Pernyataan kebijakan menyatakan bahwa untuk pengembangan industri terpadu, itu akan mempromosikan konsep federalisme ekonomi dengan mendirikan beberapa pabrik inti di setiap distrik, yang diidentifikasi sebagai distrik industri terbelakang, untuk menghasilkan sebanyak mungkin unit tambahan dan unit kecil dan pondok.

  1. Tanaman Inti:

Kebijakan baru tersebut telah memperkenalkan konsep pabrik inti yang akan berkonsentrasi pada perakitan produk dari unit tambahan yang berada dalam orbitnya, pada produksi input yang dibutuhkan oleh sejumlah besar unit yang lebih kecil dan membuat pengaturan pemasaran yang memadai. Pabrik inti juga akan membuat ketentuan untuk meningkatkan teknologi unit-unit kecil.

  1. Mendefinisikan Ulang Unit Kecil:

Mengingat cukup banyak perubahan tingkat harga, peningkatan harga dan untuk mengembangkan industri rumah tangga dan industri kecil, Pemerintah memutuskan:

(a) Untuk menaikkan batas investasi sehubungan dengan unit-unit kecil dari Rs. 1 lakh menjadi Rp. 2 lakh;

(b) Menaikkan batas investasi untuk unit skala kecil dari Rs. 10 lakh menjadi Rp. 20 lakh; dan

(c) Menaikkan batas investasi untuk unit tambahan dari Rs. 15 lakh menjadi Rp. 25 lakh.

Dengan demikian, revisi ke atas batas investasi akan menghilangkan kecenderungan untuk menghindari batas saat ini dengan meremehkan nilai mesin dan peralatan, pemalsuan akun atau menggunakan unit ‘benami’. Ini juga akan membantu pengusaha yang memenuhi syarat untuk mendirikan unit skala kecil asli dan juga memfasilitasi modernisasi unit skala kecil yang sudah lama tertunda.

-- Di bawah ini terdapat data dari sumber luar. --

/// Entities left out of the spatial indexes because their geometry has no
/// usable representative point.
#[derive(Debug, Clone, Default, PartialEq, Eq, Serialize, Deserialize)]
pub struct SkippedEntities {
    /// Buildings without a valid centroid, in input order.
    pub buildings: Vec<BuildingId>,
    /// Services without a valid point, in input order.
    pub services: Vec<ServiceId>,
}

impl SkippedEntities {
    /// Nothing was skipped.
    #[must_use]
    pub fn is_empty(&self) -> bool {
        self.buildings.is_empty() && self.services.is_empty()
    }
}

/// Sparse planar distances between buildings (rows) and services
/// (columns). Missing entries are farther apart than the query radius or
/// involve a skipped entity.
#[derive(Debug, Clone, Default, PartialEq)]
pub struct DistanceMatrix {
    building_ids: BTreeSet<BuildingId>,
    service_ids: BTreeSet<ServiceId>,
    rows: BTreeMap<BuildingId, BTreeMap<ServiceId, f64>>,
}

impl DistanceMatrix {
    /// Distance for one pair, if measured.
    #[must_use]
    pub fn get(&self, building: BuildingId, service: ServiceId) -> Option<f64> {
        self.rows.get(&building)?.get(&service).copied()
    }

    /// Row index space (every input building id).
    #[must_use]
    pub const fn building_ids(&self) -> &BTreeSet<BuildingId> {
        &self.building_ids
    }

    /// Column index space (every input service id).
    #[must_use]
    pub const fn service_ids(&self) -> &BTreeSet<ServiceId> {
        &self.service_ids
    }

    /// Number of measured pairs.
    #[must_use]
    pub fn len(&self) -> usize {
        self.rows.values().map(BTreeMap::len).sum()
    }

    /// No pair was measured.
    #[must_use]
    pub fn is_empty(&self) -> bool {
        self.rows.is_empty()
    }

    /// Measured pairs in row-major order.
    pub fn iter(&self) -> impl Iterator<Item = (BuildingId, ServiceId, f64)> + '_ {
        self.rows
            .iter()
            .flat_map(|(b, row)| row.iter().map(move |(s, d)| (*b, *s, *d)))
    }
}
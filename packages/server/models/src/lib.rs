#![cfg_attr(feature = "fail-on-warnings", deny(warnings))]
#![warn(clippy::all, clippy::pedantic, clippy::nursery, clippy::cargo)]
#![allow(clippy::multiple_crate_versions, clippy::cargo_common_metadata)]

//! API request and response types for the provision server.
//!
//! These types are serialized to JSON for the REST API. They are separate
//! from the computation types to allow independent evolution of the API
//! contract.

use std::collections::BTreeMap;

use serde::{Deserialize, Serialize};
use sirtep_provision_models::{ProvisionRequest, ProvisionTable, ServiceTypeId};
use sirtep_schedule::ScheduleSummary;
use sirtep_tasks::{TaskSnapshot, TaskStatus};

/// Query parameters shared by the provision, status and cache endpoints.
#[derive(Debug, Clone, Copy, PartialEq, Eq, Deserialize)]
#[serde(rename_all = "camelCase")]
pub struct ProvisionQueryParams {
    /// Project scenario id.
    pub scenario_id: i64,
    /// Project profile id.
    pub profile_id: i64,
    /// Number of schedule periods.
    pub periods: u32,
    /// Area budget per period, m².
    pub max_area_per_period: u64,
}

impl From<ProvisionQueryParams> for ProvisionRequest {
    fn from(params: ProvisionQueryParams) -> Self {
        Self {
            scenario_id: params.scenario_id,
            profile_id: params.profile_id,
            periods: params.periods,
            max_area_per_period: params.max_area_per_period,
        }
    }
}

/// Health check response.
#[derive(Debug, Clone, Serialize, Deserialize)]
pub struct ApiHealth {
    /// Always `true` when the server answers.
    pub healthy: bool,
    /// Server version.
    pub version: String,
}

/// Provision values of a finished computation.
#[derive(Debug, Clone, PartialEq, Eq, Serialize, Deserialize)]
#[serde(rename_all = "camelCase")]
pub struct ApiProvision {
    /// Number of periods.
    pub periods: usize,
    /// One map per period, service type id -> percent.
    pub provision: Vec<BTreeMap<ServiceTypeId, u32>>,
}

impl From<ProvisionTable> for ApiProvision {
    fn from(table: ProvisionTable) -> Self {
        Self {
            periods: table.period_count(),
            provision: table.periods,
        }
    }
}

/// Response of a completed computation.
#[derive(Debug, Clone, PartialEq, Serialize, Deserialize)]
#[serde(rename_all = "camelCase")]
pub struct ApiProvisionResult {
    /// Always [`TaskStatus::Completed`].
    pub status: TaskStatus,
    /// Construction schedule summary.
    pub schedule: ScheduleSummary,
    /// Provision values.
    pub provision: ApiProvision,
}

impl ApiProvisionResult {
    /// Wraps a finished schedule and provision table.
    #[must_use]
    pub fn new(schedule: ScheduleSummary, provision: ProvisionTable) -> Self {
        Self {
            status: TaskStatus::Completed,
            schedule,
            provision: provision.into(),
        }
    }
}

/// Progress of a queued, running or failed computation.
#[derive(Debug, Clone, PartialEq, Serialize, Deserialize)]
#[serde(rename_all = "camelCase")]
pub struct ApiTaskStatus {
    /// Task status.
    pub status: TaskStatus,
    /// Percent complete, 0 to 100.
    pub progress: f64,
    /// Current step, or the failure message.
    pub message: Option<String>,
}

impl From<TaskSnapshot> for ApiTaskStatus {
    fn from(task: TaskSnapshot) -> Self {
        Self {
            status: task.status,
            progress: task.progress,
            message: task.detail,
        }
    }
}

/// Response of `DELETE /api/cache`.
#[derive(Debug, Clone, Copy, PartialEq, Eq, Serialize, Deserialize)]
#[serde(rename_all = "camelCase")]
pub struct ApiCacheDeleted {
    /// Number of cache files removed.
    pub removed: usize,
}

/// Error body.
#[derive(Debug, Clone, PartialEq, Eq, Serialize, Deserialize)]
pub struct ApiError {
    /// Human-readable message.
    pub error: String,
}

impl ApiError {
    /// Error with `message`.
    #[must_use]
    pub fn new(message: impl Into<String>) -> Self {
        Self {
            error: message.into(),
        }
    }
}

Selanjutnya, kebijakan baru juga memberikan fasilitas lain seperti dukungan keuangan untuk unit kecil, stok penyangga input penting untuk unit kecil, dukungan pemasaran dan pemesanan barang untuk industri skala kecil secara keseluruhan.

  1. Promosi Industri di Pedesaan:

Pernyataan kebijakan menekankan perlunya mempromosikan industri yang sesuai di daerah pedesaan untuk menghasilkan lapangan kerja yang lebih besar dan untuk meningkatkan pendapatan per kapita masyarakat pedesaan tanpa mengganggu keseimbangan ekologis di daerah pedesaan. Dalam hal ini pengembangan industri tenun tangan, kerajinan tangan dan khadi serta desa akan mendapat perhatian lebih besar.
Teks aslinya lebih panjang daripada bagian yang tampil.